After our unexpected two day visit with Greg after his party he said, “I am so glad you were here. I had been feeling overwhelmed and you arrived at just the right time.” Incredible. We had been afraid that we would be taking him away from his work; he managed to turn it into a gift.
This past week, our daughter-in-law, Cara, came to stay with us in Calgary. She was attending a conference in the city and she tacked on a few days to be with us. On Friday, she mentioned to me that she had brought her camera and would be happy to film a few short segments for me for my website. Cara’s background is in journalism and now she does social media for businesses (www.ccsocial.ca). Months ago, she and I had talked about the possibility of her doing this but we had never set a time, or even a topic. This week she said that if I wanted to set up a ‘group coaching’ to film that she would love to film it for me. This was on Friday and I knew that I only had 2 days to make it happen. Normally, I would have panicked that I wouldn’t be able to get this together – after all, it was the weekend, I had not asked people to help, I did not have a topic – I’m betting that you can hear my saboteur just shouting at me here! I decided that I would silence my saboteur and practice some agility. I asked myself, “How fast can I make this happen?” I sent out a few emails and within hours I had a group of people who were very happy to help me out. I couldn’t have picked a better group if I had had two months’ notice. The coaching session and the filming went incredibly well and we even had a great time doing it! If I had allowed myself to become stuck in the “How can I make this happen?” instead of “How fast can I make this happen?”, I would have had a very different result.
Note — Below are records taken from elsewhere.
//! Kernel module - server infrastructure and dependencies.

pub mod ai;
pub mod deps;
pub mod test_dependencies;
pub mod traits;
pub mod vision;

/// Default model for field extraction and image classification.
pub const GPT_4O_MINI: &str = "gpt-4o-mini";

pub use ai::OpenAIChat;
pub use deps::{ServerDeps, DEFAULT_MAX_FIELD_LENGTH};
pub use test_dependencies::{MockAI, MockImageClassifier};
pub use traits::*;
pub use vision::OpenAIVisionClassifier;
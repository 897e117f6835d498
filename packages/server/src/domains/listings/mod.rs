pub mod activities;
pub mod classification;
pub mod extraction;
pub mod models;

// Re-export commonly used types
pub use activities::{compose_listing, ComposeError, ComposedListing};
pub use models::{
    ClassifiedImage, ExtractedFields, ImageCategory, ListingSubmission, RealtorContact,
};
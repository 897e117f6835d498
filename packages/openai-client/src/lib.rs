//! Pure OpenAI REST API client
//!
//! A small client for the chat completions endpoint with no domain-specific
//! logic. Supports plain completions, JSON-object and JSON-schema constrained
//! output, and image inputs for vision models.
//!
//! # Example
//!
//! ```rust,ignore
//! use openai_client::{ChatRequest, ContentPart, ImageUrl, Message, OpenAIClient};
//!
//! let client = OpenAIClient::from_env()?;
//!
//! // Text completion
//! let response = client
//!     .chat_completion(ChatRequest::new("gpt-4o-mini").message(Message::user("Hello!")))
//!     .await?;
//!
//! // Vision
//! let response = client
//!     .chat_completion(ChatRequest::new("gpt-4o-mini").message(Message::user_parts(vec![
//!         ContentPart::text("Describe this photo"),
//!         ContentPart::image(ImageUrl::remote("https://example.com/house.jpg")),
//!     ])))
//!     .await?;
//! ```

pub mod error;
pub mod types;

pub use error::{OpenAIError, Result};
pub use types::*;

use reqwest::Client;
use tracing::{debug, warn};

const DEFAULT_BASE_URL: &str = "https://api.openai.com/v1";

/// Pure OpenAI API client.
#[derive(Clone)]
pub struct OpenAIClient {
    http_client: Client,
    api_key: String,
    base_url: String,
}

impl OpenAIClient {
    /// Create a new OpenAI client with the given API key.
    pub fn new(api_key: impl Into<String>) -> Self {
        Self {
            http_client: Client::new(),
            api_key: api_key.into(),
            base_url: DEFAULT_BASE_URL.to_string(),
        }
    }

    /// Create from environment variable `OPENAI_API_KEY`.
    pub fn from_env() -> Result<Self> {
        let api_key = std::env::var("OPENAI_API_KEY")
            .map_err(|_| OpenAIError::Config("OPENAI_API_KEY not set".into()))?;
        if api_key.trim().is_empty() {
            return Err(OpenAIError::Config("OPENAI_API_KEY is empty".into()));
        }
        Ok(Self::new(api_key))
    }

    /// Set a custom base URL (for Azure, proxies, etc.).
    pub fn with_base_url(mut self, url: impl Into<String>) -> Self {
        self.base_url = url.into().trim_end_matches('/').to_string();
        self
    }

    /// Get the base URL.
    pub fn base_url(&self) -> &str {
        &self.base_url
    }

    /// Chat completion.
    ///
    /// Send messages to the chat completion API and get the first choice back.
    pub async fn chat_completion(&self, request: ChatRequest) -> Result<ChatResponse> {
        let start = std::time::Instant::now();

        let response = self
            .http_client
            .post(format!("{}/chat/completions", self.base_url))
            .bearer_auth(&self.api_key)
            .json(&request)
            .send()
            .await
            .map_err(|e| {
                warn!(error = %e, model = %request.model, "OpenAI request failed");
                OpenAIError::Network(e.to_string())
            })?;

        let status = response.status();
        if !status.is_success() {
            let error_text = response.text().await.unwrap_or_default();
            warn!(status = %status, error = %error_text, "OpenAI API error");
            return Err(OpenAIError::Api {
                status: status.as_u16(),
                message: error_text,
            });
        }

        let chat_response: types::ChatResponseRaw = response
            .json()
            .await
            .map_err(|e| OpenAIError::Parse(e.to_string()))?;

        let content = chat_response
            .choices
            .into_iter()
            .next()
            .and_then(|c| c.message.content)
            .filter(|c| !c.trim().is_empty())
            .ok_or(OpenAIError::EmptyResponse)?;

        debug!(
            model = %request.model,
            duration_ms = start.elapsed().as_millis(),
            response_length = content.len(),
            "OpenAI chat completion"
        );

        Ok(ChatResponse {
            content,
            usage: chat_response.usage,
        })
    }

    /// Chat completion whose answer must be a single JSON value.
    ///
    /// Strips markdown fences the model may add and parses the result.
    pub async fn chat_json(&self, request: ChatRequest) -> Result<serde_json::Value> {
        let response = self.chat_completion(request).await?;
        serde_json::from_str(strip_code_blocks(&response.content))
            .map_err(|e| OpenAIError::Parse(format!("Model did not return valid JSON: {}", e)))
    }
}
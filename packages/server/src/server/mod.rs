// HTTP server setup (Axum)
pub mod app;
pub mod error;
pub mod routes;

pub use app::*;
pub use error::{ApiError, ErrorResponse};
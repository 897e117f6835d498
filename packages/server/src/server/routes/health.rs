use axum::{extract::Extension, http::StatusCode, Json};
use serde::Serialize;
use std::time::Duration;

use crate::domains::templates::Template;
use crate::server::app::AppState;

const DATABASE_TIMEOUT: Duration = Duration::from_secs(5);

#[derive(Debug, Serialize)]
pub struct HealthResponse {
    pub status: &'static str,
    /// Stored templates; absent when the database did not answer
    #[serde(skip_serializing_if = "Option::is_none")]
    pub templates: Option<i64>,
    #[serde(skip_serializing_if = "Option::is_none")]
    pub error: Option<String>,
}

/// `GET /health` - 200 when the template store answers, 503 otherwise
pub async fn health_handler(
    Extension(state): Extension<AppState>,
) -> (StatusCode, Json<HealthResponse>) {
    let outcome = match tokio::time::timeout(DATABASE_TIMEOUT, Template::count(&state.db_pool)).await {
        Ok(Ok(count)) => Ok(count),
        Ok(Err(e)) => Err(format!("{:#}", e)),
        Err(_) => Err(format!("database did not answer within {:?}", DATABASE_TIMEOUT)),
    };

    match outcome {
        Ok(count) => (
            StatusCode::OK,
            Json(HealthResponse {
                status: "healthy",
                templates: Some(count),
                error: None,
            }),
        ),
        Err(error) => {
            tracing::warn!(error = %error, "Health check failed");
            (
                StatusCode::SERVICE_UNAVAILABLE,
                Json(HealthResponse {
                    status: "unhealthy",
                    templates: None,
                    error: Some(error),
                }),
            )
        }
    }
}
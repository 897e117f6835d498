//! Image classification through an OpenAI vision model.
//!
//! The model is shown the image and forced, through a strict JSON schema, to
//! answer with one of the candidate labels plus a confidence score.

use anyhow::{Context, Result};
use async_trait::async_trait;
use openai_client::{ChatRequest, ContentPart, ImageUrl, Message, OpenAIClient};
use serde::Deserialize;
use serde_json::json;

use super::{BaseImageClassifier, ImageInput, ImageLabel, ImageSource};

const SYSTEM_PROMPT: &str = "You are an image classifier for real estate marketing material. \
Look at the image and choose the single label that describes it best. \
Answer only with the requested JSON.";

#[derive(Debug, Deserialize)]
struct Verdict {
    label: String,
    confidence: f32,
}

/// Zero-shot image classifier backed by an OpenAI vision model
#[derive(Clone)]
pub struct OpenAIVisionClassifier {
    client: OpenAIClient,
    model: String,
}

impl OpenAIVisionClassifier {
    pub fn new(client: OpenAIClient, model: impl Into<String>) -> Self {
        Self {
            client,
            model: model.into(),
        }
    }

    fn request(&self, image: &ImageInput, labels: &[&str]) -> ChatRequest {
        let image_url = match &image.source {
            ImageSource::Bytes(bytes) => ImageUrl::from_bytes(&image.content_type, bytes),
            ImageSource::Url(url) => ImageUrl::remote(url),
        };
        let label_list = labels
            .iter()
            .map(|l| format!("- {}", l))
            .collect::<Vec<_>>()
            .join("\n");

        ChatRequest::new(&self.model)
            .message(Message::system(SYSTEM_PROMPT))
            .message(Message::user_parts(vec![
                ContentPart::text(format!("Candidate labels:\n{}", label_list)),
                ContentPart::image(image_url.with_detail("low")),
            ]))
            .temperature(0.0)
            .json_schema("image_label", label_schema(labels))
    }
}

/// Strict-mode schema restricting `label` to the candidate set.
fn label_schema(labels: &[&str]) -> serde_json::Value {
    json!({
        "type": "object",
        "properties": {
            "label": { "type": "string", "enum": labels },
            "confidence": { "type": "number" }
        },
        "required": ["label", "confidence"],
        "additionalProperties": false
    })
}

#[async_trait]
impl BaseImageClassifier for OpenAIVisionClassifier {
    async fn classify(&self, image: &ImageInput, labels: &[&str]) -> Result<ImageLabel> {
        if labels.is_empty() {
            anyhow::bail!("No candidate labels given for {}", image.reference);
        }

        let value = self
            .client
            .chat_json(self.request(image, labels))
            .await
            .with_context(|| format!("Vision classification failed for {}", image.reference))?;

        let verdict: Verdict = serde_json::from_value(value)
            .with_context(|| format!("Unexpected classifier answer for {}", image.reference))?;

        if !labels.contains(&verdict.label.as_str()) {
            anyhow::bail!(
                "Classifier answered unknown label '{}' for {}",
                verdict.label,
                image.reference
            );
        }

        tracing::debug!(
            image = %image.reference,
            label = %verdict.label,
            confidence = verdict.confidence,
            model = %self.model,
            "Image classified"
        );

        Ok(ImageLabel {
            label: verdict.label,
            score: verdict.confidence.clamp(0.0, 1.0),
        })
    }
}
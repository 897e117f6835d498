//! Template upload payloads and their validation.

use serde::{Deserialize, Serialize};
use serde_json::{Map, Value};
use std::collections::HashSet;
use thiserror::Error;

use super::models::Template;

/// Number of realtor text slots every template carries (name, address, email)
pub const REALTOR_TEXT_SLOTS: usize = 3;

const REQUIRED_KEYS: &[&str] = &[
    "template_name",
    "realtor",
    "logos",
    "property_images",
    "text_fields",
];
const REQUIRED_REALTOR_KEYS: &[&str] = &["name", "address", "email"];
const IMAGE_SLOT_KEYS: &[&str] = &["logos", "property_images"];
const SLOT_LIST_KEYS: &[&str] = &["logos", "property_images", "text_fields"];

/// Slot names for the realtor's contact details
#[derive(Debug, Clone, Serialize, Deserialize, PartialEq, Eq)]
pub struct RealtorSlots {
    pub name: String,
    pub address: String,
    pub email: String,
    #[serde(default)]
    pub photo: Option<String>,
}

/// A text slot. Uploaded either as a bare name or as
/// `{"name", "approx_length", "format"}`; bare names serialize back as strings.
#[derive(Debug, Clone, Serialize, Deserialize, PartialEq, Eq)]
#[serde(from = "TextFieldEntry", into = "TextFieldEntry")]
pub struct TextFieldSpec {
    pub name: String,
    /// Upper bound on the value length, in characters
    pub approx_length: Option<u32>,
    /// Example of the expected shape, e.g. "3 BED | 2 BATH"
    pub format: Option<String>,
}

impl TextFieldSpec {
    pub fn named(name: impl Into<String>) -> Self {
        Self {
            name: name.into(),
            approx_length: None,
            format: None,
        }
    }
}

#[derive(Clone, Serialize, Deserialize)]
#[serde(untagged)]
enum TextFieldEntry {
    Name(String),
    Detailed {
        name: String,
        #[serde(default, skip_serializing_if = "Option::is_none")]
        approx_length: Option<u32>,
        #[serde(default, skip_serializing_if = "Option::is_none")]
        format: Option<String>,
    },
}

impl From<TextFieldEntry> for TextFieldSpec {
    fn from(entry: TextFieldEntry) -> Self {
        match entry {
            TextFieldEntry::Name(name) => TextFieldSpec::named(name),
            TextFieldEntry::Detailed {
                name,
                approx_length,
                format,
            } => TextFieldSpec {
                name,
                approx_length,
                format,
            },
        }
    }
}

impl From<TextFieldSpec> for TextFieldEntry {
    fn from(spec: TextFieldSpec) -> Self {
        match (spec.approx_length, spec.format) {
            (None, None) => TextFieldEntry::Name(spec.name),
            (approx_length, format) => TextFieldEntry::Detailed {
                name: spec.name,
                approx_length,
                format,
            },
        }
    }
}

/// One template as uploaded to `/upload-template/`
#[derive(Debug, Clone, Serialize, Deserialize, PartialEq, Eq)]
pub struct TemplateSpec {
    pub template_name: String,
    pub realtor: RealtorSlots,
    pub logos: Vec<String>,
    pub property_images: Vec<String>,
    pub text_fields: Vec<TextFieldSpec>,
}

impl TemplateSpec {
    pub fn img_count(&self) -> usize {
        self.property_images.len() + self.logos.len() + usize::from(self.realtor.photo.is_some())
    }

    pub fn text_count(&self) -> usize {
        self.text_fields.len() + REALTOR_TEXT_SLOTS
    }

    pub fn text_field_names(&self) -> Vec<String> {
        self.text_fields.iter().map(|f| f.name.clone()).collect()
    }
}

impl From<&Template> for TemplateSpec {
    fn from(template: &Template) -> Self {
        Self {
            template_name: template.name.clone(),
            realtor: RealtorSlots {
                name: template.realtor_name.clone(),
                address: template.realtor_address.clone(),
                email: template.realtor_email.clone(),
                photo: template.realtor_photo.clone(),
            },
            logos: template.logos.clone(),
            property_images: template.property_images.clone(),
            text_fields: template.text_field_specs(),
        }
    }
}

/// Stored template as returned by `GET /templates/`
#[derive(Debug, Clone, Serialize, Deserialize)]
pub struct TemplateSummary {
    #[serde(flatten)]
    pub spec: TemplateSpec,
    pub img_count: i32,
    pub text_count: i32,
}

impl From<&Template> for TemplateSummary {
    fn from(template: &Template) -> Self {
        Self {
            spec: TemplateSpec::from(template),
            img_count: template.img_count,
            text_count: template.text_count,
        }
    }
}

// =============================================================================
// Validation
// =============================================================================

/// Why an upload payload was rejected.
///
/// `missing` holds JSON paths of absent keys (e.g. `[0].realtor.email`),
/// `problems` everything else.
#[derive(Debug, Clone, Default, PartialEq, Eq, Error)]
#[error("{}", summarize(.missing, .problems))]
pub struct ValidationError {
    pub missing: Vec<String>,
    pub problems: Vec<String>,
}

impl ValidationError {
    fn is_empty(&self) -> bool {
        self.missing.is_empty() && self.problems.is_empty()
    }
}

fn summarize(missing: &[String], problems: &[String]) -> String {
    let mut parts = Vec::new();
    if !missing.is_empty() {
        parts.push(format!("missing keys: {}", missing.join(", ")));
    }
    parts.extend(problems.iter().cloned());
    parts.join("; ")
}

/// Validate an upload payload (one object or an array of objects).
///
/// The whole batch is checked before anything is returned so callers see
/// every problem at once.
pub fn parse_template_specs(payload: Value) -> Result<Vec<TemplateSpec>, ValidationError> {
    let items = match payload {
        Value::Array(items) => items,
        obj @ Value::Object(_) => vec![obj],
        _ => {
            return Err(ValidationError {
                problems: vec!["expected a JSON object or an array of objects".to_string()],
                ..Default::default()
            })
        }
    };

    let mut errors = ValidationError::default();
    if items.is_empty() {
        errors.problems.push("no templates given".to_string());
    }

    for (index, item) in items.iter().enumerate() {
        match item {
            Value::Object(map) => check_template(index, map, &mut errors),
            _ => errors.problems.push(format!("[{}]: expected a JSON object", index)),
        }
    }
    if !errors.is_empty() {
        return Err(errors);
    }

    let specs = items
        .into_iter()
        .enumerate()
        .map(|(index, item)| {
            serde_json::from_value::<TemplateSpec>(item).map_err(|e| ValidationError {
                problems: vec![format!("[{}]: {}", index, e)],
                ..Default::default()
            })
        })
        .collect::<Result<Vec<_>, _>>()?;

    let mut seen = HashSet::new();
    for spec in &specs {
        if !seen.insert(spec.template_name.as_str()) {
            errors.problems.push(format!(
                "template name '{}' appears more than once",
                spec.template_name
            ));
        }
    }
    if !errors.is_empty() {
        return Err(errors);
    }

    Ok(specs)
}

fn check_template(index: usize, map: &Map<String, Value>, errors: &mut ValidationError) {
    for key in REQUIRED_KEYS {
        if !map.contains_key(*key) {
            errors.missing.push(format!("[{}].{}", index, key));
        }
    }

    if let Some(name) = map.get("template_name") {
        check_non_empty_string(&format!("[{}].template_name", index), name, errors);
    }

    match map.get("realtor") {
        Some(Value::Object(realtor)) => {
            for key in REQUIRED_REALTOR_KEYS {
                match realtor.get(*key) {
                    Some(value) => check_non_empty_string(
                        &format!("[{}].realtor.{}", index, key),
                        value,
                        errors,
                    ),
                    None => errors.missing.push(format!("[{}].realtor.{}", index, key)),
                }
            }
            match realtor.get("photo") {
                None | Some(Value::Null) => {}
                Some(value) => {
                    check_non_empty_string(&format!("[{}].realtor.photo", index), value, errors)
                }
            }
        }
        Some(_) => errors
            .problems
            .push(format!("[{}].realtor: expected an object", index)),
        None => {}
    }

    for key in IMAGE_SLOT_KEYS {
        match map.get(*key) {
            Some(Value::Array(slots)) => {
                for (slot_index, slot) in slots.iter().enumerate() {
                    check_non_empty_string(
                        &format!("[{}].{}[{}]", index, key, slot_index),
                        slot,
                        errors,
                    );
                }
            }
            Some(_) => errors
                .problems
                .push(format!("[{}].{}: expected an array of strings", index, key)),
            None => {}
        }
    }

    match map.get("text_fields") {
        Some(Value::Array(fields)) => {
            for (field_index, field) in fields.iter().enumerate() {
                check_text_field(&format!("[{}].text_fields[{}]", index, field_index), field, errors);
            }
        }
        Some(_) => errors
            .problems
            .push(format!("[{}].text_fields: expected an array", index)),
        None => {}
    }

    check_unique_slot_names(index, map, errors);
}

/// A text field is a name, or an object with a name and optional
/// `approx_length` (positive integer) and `format` (string).
fn check_text_field(path: &str, value: &Value, errors: &mut ValidationError) {
    let Value::Object(field) = value else {
        check_non_empty_string(path, value, errors);
        return;
    };

    match field.get("name") {
        Some(name) => check_non_empty_string(&format!("{}.name", path), name, errors),
        None => errors.missing.push(format!("{}.name", path)),
    }
    match field.get("approx_length") {
        None | Some(Value::Null) => {}
        Some(Value::Number(n)) if n.as_u64().is_some_and(|n| n > 0 && n <= u32::MAX as u64) => {}
        Some(_) => errors
            .problems
            .push(format!("{}.approx_length: expected a positive integer", path)),
    }
    match field.get("format") {
        None | Some(Value::Null) | Some(Value::String(_)) => {}
        Some(_) => errors
            .problems
            .push(format!("{}.format: expected a string", path)),
    }
}

fn check_non_empty_string(path: &str, value: &Value, errors: &mut ValidationError) {
    match value {
        Value::String(s) if !s.trim().is_empty() => {}
        Value::String(_) => errors.problems.push(format!("{}: must not be empty", path)),
        _ => errors.problems.push(format!("{}: expected a string", path)),
    }
}

fn check_unique_slot_names(index: usize, map: &Map<String, Value>, errors: &mut ValidationError) {
    let realtor_slots = map
        .get("realtor")
        .and_then(Value::as_object)
        .into_iter()
        .flat_map(|realtor| {
            ["name", "address", "email", "photo"]
                .into_iter()
                .filter_map(move |key| realtor.get(key))
        });
    let list_slots = SLOT_LIST_KEYS
        .iter()
        .filter_map(|key| map.get(*key).and_then(Value::as_array))
        .flatten()
        .map(|slot| slot.get("name").unwrap_or(slot));

    let mut seen = HashSet::new();
    for name in realtor_slots.chain(list_slots).filter_map(Value::as_str) {
        if !seen.insert(name) {
            errors.problems.push(format!(
                "[{}]: slot name '{}' is used more than once",
                index, name
            ));
        }
    }
}
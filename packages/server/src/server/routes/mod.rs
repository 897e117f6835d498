// HTTP routes
pub mod health;
pub mod select;
pub mod templates;

pub use health::*;
pub use select::*;
pub use templates::*;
This week, watch for opportunities to use your agility. Notice where you are getting yourself stuck or missing out on opportunities when you are asking yourself the question ‘How?’ Not all of us will want to use the line, “How fast can we make this funny?”, but we might be able to use, “How fast can I find the gift in this?”, or “How fast can I turn this around?” or “How fast can I be kind?” or “How fast can I turn this into something I am proud of?”
My inquiry for you this week is, “How fast can I be?”